Based on current policies, without stronger action, most ASEAN countries will clearly not meet the WHO target of a 30% reduction in smoking prevalence by 2030. Smoking rates could be significantly reduced, and over 1 million years of life lost to smoking-related disease could be prevented with interventions such as a 15% increase in tobacco taxes.

Limitations

- The smoking trends were not modelled by age group
- The relationship between prevalence reduction and DALYs was assumed to be linear
- Newly emerging trends such as vaping and e-cigarette use were not included or investigated in the study

Future directions

In the future, more detailed data such as age and income could be incorporated. The model could also be expanded by exploring e-cigarette usage and vaping using advanced machine learning methods such as Temporal Fusion Transformers to improve the accuracy and applicability of the study.

Conclusion

We developed a simple machine learning tool that does not require installation and can predict smoking trends while assessing policy impacts across ASEAN. Based on our analysis, most countries will not achieve the WHO target unless stronger tobacco control measures are implemented. Even a modest tax increase could avoid over a million DALYs. The overall framework is also adaptable to other public health areas without external software installation.

Software availability

Source code available from: https://github.com/awabahmad469/smoking-analysis

Archived source code at: https://doi.org/10.5281/zenodo.17499927

License: MIT.

This software is based on code originally published by Mahmood Ahmad (DOI: https://doi.org/10.5281/zenodo.17095791) and has been reused and extended with permission under the MIT License.

Ethics and consent

Ethical approval and consent were not required for this study as it used publicly available, deidentified datasets and there was no direct involvement from human participants.

The primary data on smoking prevalence and disease burden were obtained from the Institute for Health Metrics and Evaluation (IHME) Global Burden of Disease Study 2021, accessible at https://ghdx.healthdata.org/record/ihme-data/gbd-2021-asean-smoking-prevalence-burden-1990-2021 (accessed 30 July 2025).

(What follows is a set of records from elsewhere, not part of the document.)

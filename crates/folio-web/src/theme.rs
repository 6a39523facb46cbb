use crate::constants::{DARK_CLASS, PREFERS_DARK_QUERY, THEME_ATTR, THEME_TOGGLE_ID};
use crate::dom;
use folio_core::{PreferenceStore, Theme, ThemeController};
use web_sys as web;

/// `localStorage`-backed preference store. Reads and writes degrade to
/// no-ops when storage is blocked.
pub struct LocalStore;

impl PreferenceStore for LocalStore {
    fn get(&self, key: &str) -> Option<String> {
        dom::local_storage_get_string(key)
    }

    fn set(&mut self, key: &str, value: &str) {
        dom::local_storage_set_string(key, value);
    }
}

pub fn platform_prefers_dark() -> bool {
    web::window()
        .and_then(|w| w.match_media(PREFERS_DARK_QUERY).ok().flatten())
        .map(|m| m.matches())
        .unwrap_or(false)
}

/// Reflect the theme on `<html>` and the toggle button.
pub fn apply(document: &web::Document, theme: Theme) {
    if let Some(root) = document.document_element() {
        let _ = root.set_attribute(THEME_ATTR, theme.as_attr());
        let _ = root.class_list().toggle_with_force(DARK_CLASS, theme.is_dark());
    }
    if let Some(button) = document.get_element_by_id(THEME_TOGGLE_ID) {
        let _ = button.set_attribute("aria-pressed", if theme.is_dark() { "true" } else { "false" });
    }
}

pub fn load(document: &web::Document) -> ThemeController<LocalStore> {
    let prefers_dark = platform_prefers_dark();
    let ctl = ThemeController::load(LocalStore, prefers_dark);
    apply(document, ctl.theme());
    log::info!(
        "[theme] {} (platform prefers {})",
        ctl.theme().as_attr(),
        if prefers_dark { "dark" } else { "light" }
    );
    ctl
}
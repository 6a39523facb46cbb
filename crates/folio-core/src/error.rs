//! Error types for field configuration.

use thiserror::Error;

/// Rejected [`FieldConfig`](crate::FieldConfig) values.
#[derive(Debug, Clone, PartialEq, Error)]
pub enum ConfigError {
    #[error("particle count must be positive")]
    EmptyField,
    #[error("{name} range is inverted or negative: {min}..{max}")]
    InvalidRange { name: &'static str, min: f32, max: f32 },
    #[error("{name} must be positive, got {value}")]
    NonPositive { name: &'static str, value: f64 },
    #[error("{name} probability must lie in [0, 1], got {value}")]
    Probability { name: &'static str, value: f64 },
    #[error("link fan-out {min}..={max} is invalid")]
    FanOut { min: usize, max: usize },
}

Additional variables and processed datasets generated for analysis, including extrapolations to 2022 and policy simulation inputs, are publicly archived on Zenodo at https://doi.org/10.5281/zenodo.17095791, enabling full reproducibility by readers and reviewers.

Data availability

The dataset used in this study is publicly available from Mahmood Ahmad (2025), “Smoking”, Zenodo, https://doi.org/10.5281/zenodo.17095791.

The data can be accessed by any reader without registration, and reuse is permitted under the Creative Commons Attribution 4.0 International (CC BY 4.0) license, with appropriate attribution to the original author.

Acknowledgments

Portions of the Python code archived on Zenodo were drafted with assistance from ChatGPT (o3-mini) and used to help in code development. All outputs were reviewed, tested, and validated by the authors.

References

Ahmad M: Smoking datasets used in “Forecasting smoking prevalence in ASEAN countries using machine learning”. Zenodo. 2025. (Accessed: 11 September 2025). Publisher Full Text
Dai X, Ng M, Gil GF, et al.: The epidemiology and burden of smoking in countries of the Association of Southeast Asian Nations (ASEAN), 1990–2021: findings from the Global Burden of Disease Study 2021. Lancet Public Health. 2025; 10(6): e442–e455. PubMed Abstract | Publisher Full Text | Free Full Text
Hochreiter S, Schmidhuber J: Long short-term memory. Neural Comput. 1997; 9(8): 1735–1780. Publisher Full Text
Institute for Health Metrics and Evaluation: Global Burden of Disease 2021: Findings from the GBD 2021 Study.2024a;17. (Accessed: 31 July 2025). Reference Source
Institute for Health Metrics and Evaluation: Global Burden of Disease (GBD 2021) ASEAN Smoking Prevalence & Burden 1990–2021. Global Health Data Exchange.2024b. (Accessed: 30 July 2025). Reference Source
Nazar GP, Sharma N, Chugh A, et al.: Impact of tobacco price and taxation on affordability and consumption of tobacco products in the South-East Asia Region: A systematic review. Tob. Induc. Dis. 2021: 19: 1, 17. (Accessed: 31 July 2025). PubMed Abstract | Publisher Full Text | Free Full Text Reference Source
World Health Organization: Implementation roadmap 2023–2030 for the Global action plan for the prevention and control of noncommunicable diseases.2023. (Accessed: 31 July 2025). Reference Source

Comments on this article Comments (0)

Version 1

VERSION 1 PUBLISHED 10 Apr 2026

Author details Author details

¹ St George's University of London, London, England, UK
² Royal Free Hospital, Royal Free London NHS Foundation Trust, London, England, UK

Awab Ahmad
Roles: Data Curation, Methodology, Project Administration, Resources, Writing – Original Draft Preparation, Writing – Review & Editing

Rida Aleem
Roles: Data Curation, Project Administration, Resources, Writing – Original Draft Preparation, Writing – Review & Editing

Mahmood Ahmad
Roles: Conceptualization, Data Curation, Investigation, Methodology, Project Administration, Resources, Software, Supervision, Validation, Visualization

Competing interests

No competing interests were disclosed.

Grant information

The author(s) declared that no grants were involved in supporting this work.

Article Versions (1)

version 1

Published: 10 Apr 2026, 15:500

https://doi.org/10.12688/f1000research.170647.1

Copyright

© 2026 Ahmad A et al. This is an open access article distributed under the terms of the Creative Commons Attribution License, which permits unrestricted use, distribution, and reproduction in any medium, provided the original work is properly cited.

Download

Export To

metrics

	Views	Downloads
F1000Research	-	-
PubMed Central Data from PMC are received and updated monthly.	-	-

Citations

0

SEE MORE DETAILS

CITE

how to cite this article

Ahmad A, Aleem R and Ahmad M. Dependency‑Light ML Forecasts of ASEAN Smoking Prevalence with Uncertainty & Policy Scenarios (1990‑2035) [version 1; peer review: 1 approved with reservations]. F1000Research 2026, 15:500 (https://doi.org/10.12688/f1000research.170647.1)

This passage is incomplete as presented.